Starting from the line that holds "use thiserror::Error;", print each remaining line of the entries exactly, ending with the last.
*** PROVIDED INFORMATION Section Begins ***
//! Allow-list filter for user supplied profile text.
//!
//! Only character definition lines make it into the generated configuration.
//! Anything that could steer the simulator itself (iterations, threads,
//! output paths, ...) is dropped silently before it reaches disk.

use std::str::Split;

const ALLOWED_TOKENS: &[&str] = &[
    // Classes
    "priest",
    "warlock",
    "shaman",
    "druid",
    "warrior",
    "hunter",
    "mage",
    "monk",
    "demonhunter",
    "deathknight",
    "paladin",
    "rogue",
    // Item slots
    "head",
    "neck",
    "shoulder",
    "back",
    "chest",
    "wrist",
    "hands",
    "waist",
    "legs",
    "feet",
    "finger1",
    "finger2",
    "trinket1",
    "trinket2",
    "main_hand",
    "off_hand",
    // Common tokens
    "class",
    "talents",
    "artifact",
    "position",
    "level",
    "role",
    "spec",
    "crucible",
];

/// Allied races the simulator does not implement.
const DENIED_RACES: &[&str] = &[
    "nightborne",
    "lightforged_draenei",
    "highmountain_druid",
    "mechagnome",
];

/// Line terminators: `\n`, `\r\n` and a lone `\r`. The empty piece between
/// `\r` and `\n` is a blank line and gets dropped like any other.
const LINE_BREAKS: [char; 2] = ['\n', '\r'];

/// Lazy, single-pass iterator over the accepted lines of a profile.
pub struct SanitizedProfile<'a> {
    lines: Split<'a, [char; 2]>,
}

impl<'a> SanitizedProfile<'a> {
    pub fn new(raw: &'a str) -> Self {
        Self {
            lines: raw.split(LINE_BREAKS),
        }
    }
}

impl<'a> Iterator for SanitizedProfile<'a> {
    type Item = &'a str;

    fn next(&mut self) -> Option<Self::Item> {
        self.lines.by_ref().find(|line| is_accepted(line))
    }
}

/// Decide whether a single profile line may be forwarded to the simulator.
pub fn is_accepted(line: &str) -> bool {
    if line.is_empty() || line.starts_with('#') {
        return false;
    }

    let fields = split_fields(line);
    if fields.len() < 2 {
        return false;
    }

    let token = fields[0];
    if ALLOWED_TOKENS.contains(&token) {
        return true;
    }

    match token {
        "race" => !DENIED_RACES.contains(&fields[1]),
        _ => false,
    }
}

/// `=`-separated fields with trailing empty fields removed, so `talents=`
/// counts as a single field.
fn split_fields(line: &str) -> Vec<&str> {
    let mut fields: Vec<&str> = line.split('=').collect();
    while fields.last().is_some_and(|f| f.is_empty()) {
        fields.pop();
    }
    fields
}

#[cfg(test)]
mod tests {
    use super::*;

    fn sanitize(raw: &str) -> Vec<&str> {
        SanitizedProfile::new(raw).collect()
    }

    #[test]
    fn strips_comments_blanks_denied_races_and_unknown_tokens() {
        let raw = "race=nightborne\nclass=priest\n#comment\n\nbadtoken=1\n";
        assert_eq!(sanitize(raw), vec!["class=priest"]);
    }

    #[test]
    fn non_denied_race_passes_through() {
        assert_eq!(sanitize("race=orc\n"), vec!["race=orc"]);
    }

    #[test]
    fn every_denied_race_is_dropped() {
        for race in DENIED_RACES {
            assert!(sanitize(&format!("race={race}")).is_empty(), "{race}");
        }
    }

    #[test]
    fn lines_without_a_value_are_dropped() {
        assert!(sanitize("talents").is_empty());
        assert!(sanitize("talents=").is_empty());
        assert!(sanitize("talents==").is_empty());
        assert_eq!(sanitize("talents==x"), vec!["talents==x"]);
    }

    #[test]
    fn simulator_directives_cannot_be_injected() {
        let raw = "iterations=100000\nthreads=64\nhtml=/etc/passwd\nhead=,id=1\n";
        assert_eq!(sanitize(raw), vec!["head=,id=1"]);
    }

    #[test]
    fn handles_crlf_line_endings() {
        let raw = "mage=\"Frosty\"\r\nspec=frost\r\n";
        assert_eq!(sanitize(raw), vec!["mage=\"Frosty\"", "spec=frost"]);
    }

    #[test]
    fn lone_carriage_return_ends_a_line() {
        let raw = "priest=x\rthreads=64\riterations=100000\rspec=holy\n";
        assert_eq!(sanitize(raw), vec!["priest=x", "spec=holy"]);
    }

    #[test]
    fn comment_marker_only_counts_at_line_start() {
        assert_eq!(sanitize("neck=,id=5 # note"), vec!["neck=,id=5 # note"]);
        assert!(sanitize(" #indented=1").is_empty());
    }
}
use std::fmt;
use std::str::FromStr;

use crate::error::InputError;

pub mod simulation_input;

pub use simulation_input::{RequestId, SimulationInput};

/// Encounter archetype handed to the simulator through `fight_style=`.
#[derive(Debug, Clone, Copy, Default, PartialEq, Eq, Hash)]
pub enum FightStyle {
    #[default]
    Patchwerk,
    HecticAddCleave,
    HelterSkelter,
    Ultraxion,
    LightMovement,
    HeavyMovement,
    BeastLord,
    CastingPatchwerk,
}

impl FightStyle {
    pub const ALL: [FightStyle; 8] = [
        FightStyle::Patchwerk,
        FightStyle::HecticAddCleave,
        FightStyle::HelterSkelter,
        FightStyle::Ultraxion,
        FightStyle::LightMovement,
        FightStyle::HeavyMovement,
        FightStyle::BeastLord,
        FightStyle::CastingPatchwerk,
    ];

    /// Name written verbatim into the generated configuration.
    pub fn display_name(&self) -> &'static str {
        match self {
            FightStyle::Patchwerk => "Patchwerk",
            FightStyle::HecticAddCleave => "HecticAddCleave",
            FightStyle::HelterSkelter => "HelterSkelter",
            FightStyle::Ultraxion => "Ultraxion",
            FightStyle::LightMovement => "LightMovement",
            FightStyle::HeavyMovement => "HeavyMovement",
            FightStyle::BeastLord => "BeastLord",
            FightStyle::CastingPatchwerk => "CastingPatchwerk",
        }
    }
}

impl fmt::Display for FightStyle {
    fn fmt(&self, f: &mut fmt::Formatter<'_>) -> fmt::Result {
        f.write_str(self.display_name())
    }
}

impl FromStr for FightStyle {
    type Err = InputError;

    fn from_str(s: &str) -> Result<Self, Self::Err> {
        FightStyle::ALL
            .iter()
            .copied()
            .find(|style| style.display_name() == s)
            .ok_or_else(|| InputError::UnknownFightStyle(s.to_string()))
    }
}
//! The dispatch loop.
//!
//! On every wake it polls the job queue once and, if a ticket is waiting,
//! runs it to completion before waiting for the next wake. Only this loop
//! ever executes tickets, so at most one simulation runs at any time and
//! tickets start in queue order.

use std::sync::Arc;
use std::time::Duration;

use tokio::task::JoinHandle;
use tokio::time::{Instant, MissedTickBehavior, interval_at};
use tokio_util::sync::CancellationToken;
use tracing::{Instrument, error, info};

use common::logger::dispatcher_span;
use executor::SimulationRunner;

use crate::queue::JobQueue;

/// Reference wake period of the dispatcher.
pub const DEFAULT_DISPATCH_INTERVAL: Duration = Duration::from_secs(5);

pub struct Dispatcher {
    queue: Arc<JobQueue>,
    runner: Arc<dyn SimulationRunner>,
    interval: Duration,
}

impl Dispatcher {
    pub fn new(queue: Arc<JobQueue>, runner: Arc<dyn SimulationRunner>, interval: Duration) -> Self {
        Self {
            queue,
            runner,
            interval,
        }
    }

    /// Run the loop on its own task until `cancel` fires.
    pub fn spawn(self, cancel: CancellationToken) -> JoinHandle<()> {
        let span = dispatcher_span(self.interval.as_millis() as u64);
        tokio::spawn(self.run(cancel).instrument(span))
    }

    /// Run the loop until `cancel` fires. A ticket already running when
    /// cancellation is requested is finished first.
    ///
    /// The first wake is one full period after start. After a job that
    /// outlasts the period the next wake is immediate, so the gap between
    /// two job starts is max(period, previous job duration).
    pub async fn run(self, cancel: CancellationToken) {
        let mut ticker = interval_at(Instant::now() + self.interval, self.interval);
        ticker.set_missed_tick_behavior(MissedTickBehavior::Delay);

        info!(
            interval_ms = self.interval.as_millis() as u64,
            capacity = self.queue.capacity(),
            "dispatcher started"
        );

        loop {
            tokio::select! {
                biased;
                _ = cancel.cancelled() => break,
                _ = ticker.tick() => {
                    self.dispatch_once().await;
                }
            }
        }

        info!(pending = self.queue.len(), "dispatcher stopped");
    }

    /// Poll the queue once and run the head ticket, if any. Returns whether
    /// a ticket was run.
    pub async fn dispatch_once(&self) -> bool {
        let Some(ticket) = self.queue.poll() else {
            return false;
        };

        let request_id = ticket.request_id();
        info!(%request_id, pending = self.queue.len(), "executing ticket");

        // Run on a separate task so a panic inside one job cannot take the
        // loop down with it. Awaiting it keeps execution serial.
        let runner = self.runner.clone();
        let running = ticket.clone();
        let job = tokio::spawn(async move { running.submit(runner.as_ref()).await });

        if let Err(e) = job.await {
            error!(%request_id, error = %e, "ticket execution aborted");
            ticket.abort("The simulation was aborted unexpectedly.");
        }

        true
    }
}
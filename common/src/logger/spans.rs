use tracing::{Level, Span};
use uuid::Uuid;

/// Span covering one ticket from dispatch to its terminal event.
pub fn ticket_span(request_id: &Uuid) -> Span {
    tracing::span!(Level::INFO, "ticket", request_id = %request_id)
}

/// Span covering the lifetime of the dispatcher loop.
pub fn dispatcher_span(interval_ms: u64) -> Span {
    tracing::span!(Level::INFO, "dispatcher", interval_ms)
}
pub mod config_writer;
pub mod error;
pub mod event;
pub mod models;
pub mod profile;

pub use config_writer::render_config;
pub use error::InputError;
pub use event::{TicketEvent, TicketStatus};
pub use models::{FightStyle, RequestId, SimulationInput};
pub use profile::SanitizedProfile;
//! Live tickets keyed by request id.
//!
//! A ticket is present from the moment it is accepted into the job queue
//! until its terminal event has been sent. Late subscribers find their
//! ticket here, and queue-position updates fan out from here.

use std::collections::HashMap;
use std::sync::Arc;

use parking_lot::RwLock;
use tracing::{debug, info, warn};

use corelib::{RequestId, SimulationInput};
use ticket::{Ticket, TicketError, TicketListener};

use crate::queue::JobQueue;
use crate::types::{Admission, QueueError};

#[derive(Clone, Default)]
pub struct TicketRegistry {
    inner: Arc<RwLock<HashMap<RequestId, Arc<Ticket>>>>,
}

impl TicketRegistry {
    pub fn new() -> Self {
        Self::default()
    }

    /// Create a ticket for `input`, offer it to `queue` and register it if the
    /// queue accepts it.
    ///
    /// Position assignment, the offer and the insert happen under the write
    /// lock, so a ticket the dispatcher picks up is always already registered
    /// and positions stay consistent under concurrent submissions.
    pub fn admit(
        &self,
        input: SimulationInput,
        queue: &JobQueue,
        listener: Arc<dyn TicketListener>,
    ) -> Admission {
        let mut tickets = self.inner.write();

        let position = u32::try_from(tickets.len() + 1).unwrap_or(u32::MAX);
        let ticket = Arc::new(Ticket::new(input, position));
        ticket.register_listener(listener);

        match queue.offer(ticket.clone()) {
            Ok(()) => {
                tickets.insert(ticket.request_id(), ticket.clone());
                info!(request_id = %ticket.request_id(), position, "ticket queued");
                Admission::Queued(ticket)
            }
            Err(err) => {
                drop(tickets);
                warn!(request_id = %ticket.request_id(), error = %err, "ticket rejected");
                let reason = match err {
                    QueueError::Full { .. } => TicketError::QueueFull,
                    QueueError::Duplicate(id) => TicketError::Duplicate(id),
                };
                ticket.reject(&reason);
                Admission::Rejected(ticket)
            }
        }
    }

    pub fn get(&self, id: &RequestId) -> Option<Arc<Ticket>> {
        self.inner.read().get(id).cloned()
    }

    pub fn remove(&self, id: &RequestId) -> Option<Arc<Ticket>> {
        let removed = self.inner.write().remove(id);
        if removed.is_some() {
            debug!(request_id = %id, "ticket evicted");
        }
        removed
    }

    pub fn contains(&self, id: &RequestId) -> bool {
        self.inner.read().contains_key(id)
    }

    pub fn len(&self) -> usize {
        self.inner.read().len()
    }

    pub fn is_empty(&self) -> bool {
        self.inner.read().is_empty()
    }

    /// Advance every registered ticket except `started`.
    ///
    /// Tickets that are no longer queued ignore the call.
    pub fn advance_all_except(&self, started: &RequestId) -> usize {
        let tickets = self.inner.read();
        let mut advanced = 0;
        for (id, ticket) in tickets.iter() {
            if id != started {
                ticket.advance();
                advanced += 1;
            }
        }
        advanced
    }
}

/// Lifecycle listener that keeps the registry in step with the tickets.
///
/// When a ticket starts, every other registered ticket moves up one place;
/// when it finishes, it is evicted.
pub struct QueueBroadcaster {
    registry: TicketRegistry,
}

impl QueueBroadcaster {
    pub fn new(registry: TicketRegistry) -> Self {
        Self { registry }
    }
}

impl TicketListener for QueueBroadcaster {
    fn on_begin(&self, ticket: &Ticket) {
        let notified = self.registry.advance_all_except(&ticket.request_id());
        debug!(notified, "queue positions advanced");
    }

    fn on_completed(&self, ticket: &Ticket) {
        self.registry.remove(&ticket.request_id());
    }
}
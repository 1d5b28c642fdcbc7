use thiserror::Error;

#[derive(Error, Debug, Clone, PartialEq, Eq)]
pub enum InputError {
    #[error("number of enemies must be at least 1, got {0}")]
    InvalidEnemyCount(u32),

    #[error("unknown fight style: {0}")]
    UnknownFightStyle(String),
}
*** PROVIDED INFORMATION Section Ends ***
▶ RESULT:
use thiserror::Error;

#[derive(Error, Debug, Clone, PartialEq, Eq)]
pub enum InputError {
    #[error("number of enemies must be at least 1, got {0}")]
    InvalidEnemyCount(u32),

    #[error("unknown fight style: {0}")]
    UnknownFightStyle(String),
}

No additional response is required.